*AIM OF THE TASK*: Scan the data below and copy each line where "Creates" occurs.

*THE INPUT*:
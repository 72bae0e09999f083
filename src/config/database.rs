//! Database configuration module.
//!
//! This module handles `SQLite` database connection, table creation and index
//! creation using `SeaORM`. Tables are generated from the entity definitions
//! via `Schema::create_table_from_entity`, so the schema always matches the
//! Rust structs without hand-written DDL. The name-uniqueness indexes need a
//! `COLLATE NOCASE` clause that the schema builder cannot express, so those
//! are issued as raw statements.

use crate::entities::{
    Category, Ingredient, Product, ProductIngredient, ProductTag, Sale, SaleIngredient, Tag, User,
};
use crate::errors::Result;
use sea_orm::sea_query::Index;
use sea_orm::{ConnectionTrait, Database, DatabaseConnection, Schema, Statement};

/// Gets the database URL from the environment or returns the default
/// `SQLite` path. `mode=rwc` lets the first run create the file.
pub fn get_database_url() -> String {
    std::env::var("DATABASE_URL")
        .unwrap_or_else(|_| "sqlite://data/backoffice.sqlite?mode=rwc".to_string())
}

/// Establishes a connection to the `SQLite` database using `DATABASE_URL`,
/// falling back to a local file under `data/`.
pub async fn create_connection() -> Result<DatabaseConnection> {
    Database::connect(get_database_url()).await.map_err(Into::into)
}

async fn create_table<E>(db: &DatabaseConnection, entity: E) -> Result<()>
where
    E: sea_orm::EntityTrait,
{
    let builder = db.get_database_backend();
    let schema = Schema::new(builder);
    let mut statement = schema.create_table_from_entity(entity);
    statement.if_not_exists();
    db.execute(builder.build(&statement)).await?;
    Ok(())
}

/// Creates all tables from the entity definitions, parents before children
/// so the foreign keys resolve.
pub async fn create_tables(db: &DatabaseConnection) -> Result<()> {
    create_table(db, User).await?;
    create_table(db, Category).await?;
    create_table(db, Tag).await?;
    create_table(db, Ingredient).await?;
    create_table(db, Product).await?;
    create_table(db, ProductIngredient).await?;
    create_table(db, ProductTag).await?;
    create_table(db, Sale).await?;
    create_table(db, SaleIngredient).await?;
    Ok(())
}

/// Creates the uniqueness indexes the catalog rules lean on.
///
/// Each lifecycle entity gets a case-insensitive unique index over `name`
/// spanning every state, which is what makes the naming rules hold even if
/// rows are inserted behind the engine's back. The link tables get plain
/// unique pair indexes.
pub async fn create_indexes(db: &DatabaseConnection) -> Result<()> {
    let builder = db.get_database_backend();

    // COLLATE NOCASE has no schema-builder equivalent
    for (index, table) in [
        ("idx_categories_name_nocase", "categories"),
        ("idx_tags_name_nocase", "tags"),
        ("idx_ingredients_name_nocase", "ingredients"),
        ("idx_products_name_nocase", "products"),
    ] {
        let sql =
            format!("CREATE UNIQUE INDEX IF NOT EXISTS {index} ON {table} (name COLLATE NOCASE)");
        db.execute(Statement::from_string(builder, sql)).await?;
    }

    let mut recipe_pair = Index::create();
    recipe_pair
        .name("idx_product_ingredients_pair")
        .table(ProductIngredient)
        .col(crate::entities::product_ingredient::Column::ProductId)
        .col(crate::entities::product_ingredient::Column::IngredientId)
        .unique()
        .if_not_exists();
    db.execute(builder.build(&recipe_pair)).await?;

    let mut tag_pair = Index::create();
    tag_pair
        .name("idx_product_tags_pair")
        .table(ProductTag)
        .col(crate::entities::product_tag::Column::ProductId)
        .col(crate::entities::product_tag::Column::TagId)
        .unique()
        .if_not_exists();
    db.execute(builder.build(&tag_pair)).await?;

    Ok(())
}

#[cfg(test)]
mod tests {
    #![allow(clippy::unwrap_used)]
    use super::*;
    use crate::entities::{category, ingredient, product_ingredient};
    use sea_orm::{ActiveModelTrait, EntityTrait, QuerySelect, Set};

    async fn setup() -> Result<DatabaseConnection> {
        let db = Database::connect("sqlite::memory:").await?;
        create_tables(&db).await?;
        create_indexes(&db).await?;
        Ok(db)
    }

    fn category_row(name: &str) -> category::ActiveModel {
        let now = chrono::Utc::now();
        category::ActiveModel {
            name: Set(name.to_string()),
            description: Set(None),
            created_at: Set(now),
            updated_at: Set(now),
            deleted_at: Set(None),
            deleted_by_id: Set(None),
            ..Default::default()
        }
    }

    #[tokio::test]
    async fn test_create_tables_is_idempotent() -> Result<()> {
        let db = setup().await?;
        // A second bootstrap over the same store must be a no-op
        create_tables(&db).await?;
        create_indexes(&db).await?;

        let _ = Category::find().limit(1).all(&db).await?;
        let _ = Tag::find().limit(1).all(&db).await?;
        let _ = Ingredient::find().limit(1).all(&db).await?;
        let _ = Product::find().limit(1).all(&db).await?;
        let _ = ProductIngredient::find().limit(1).all(&db).await?;
        let _ = ProductTag::find().limit(1).all(&db).await?;
        let _ = Sale::find().limit(1).all(&db).await?;
        let _ = SaleIngredient::find().limit(1).all(&db).await?;
        let _ = User::find().limit(1).all(&db).await?;

        Ok(())
    }

    #[tokio::test]
    async fn test_name_index_ignores_case() -> Result<()> {
        let db = setup().await?;

        category_row("Cakes").insert(&db).await?;
        // The index catches rows inserted behind the engine's back
        let duplicate = category_row("CAKES").insert(&db).await;
        assert!(duplicate.is_err());

        Ok(())
    }

    #[tokio::test]
    async fn test_recipe_pair_index_rejects_duplicates() -> Result<()> {
        let db = setup().await?;
        let now = chrono::Utc::now();

        let flour = ingredient::ActiveModel {
            name: Set("Flour".to_string()),
            description: Set(None),
            unit_cost: Set("25".parse().unwrap()),
            unit_of_measure: Set(crate::entities::UnitOfMeasure::Kilogram),
            created_at: Set(now),
            updated_at: Set(now),
            deleted_at: Set(None),
            deleted_by_id: Set(None),
            ..Default::default()
        }
        .insert(&db)
        .await?;
        let cake = crate::entities::product::ActiveModel {
            name: Set("Cake".to_string()),
            description: Set(None),
            base_price: Set(None),
            preparation_days: Set(None),
            image_url: Set(None),
            visible: Set(true),
            category_id: Set(None),
            created_by_id: Set(None),
            created_at: Set(now),
            updated_at: Set(now),
            deleted_at: Set(None),
            deleted_by_id: Set(None),
            ..Default::default()
        }
        .insert(&db)
        .await?;

        let entry = |qty: &str| product_ingredient::ActiveModel {
            product_id: Set(cake.id),
            ingredient_id: Set(flour.id),
            quantity: Set(qty.parse().unwrap()),
            created_at: Set(now),
            updated_at: Set(now),
            ..Default::default()
        };

        entry("2").insert(&db).await?;
        let duplicate = entry("3").insert(&db).await;
        assert!(duplicate.is_err());

        Ok(())
    }
}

*COMPLETED EXERCISE*:
/// Creates all tables from the entity definitions, parents before children
/// Creates the uniqueness indexes the catalog rules lean on.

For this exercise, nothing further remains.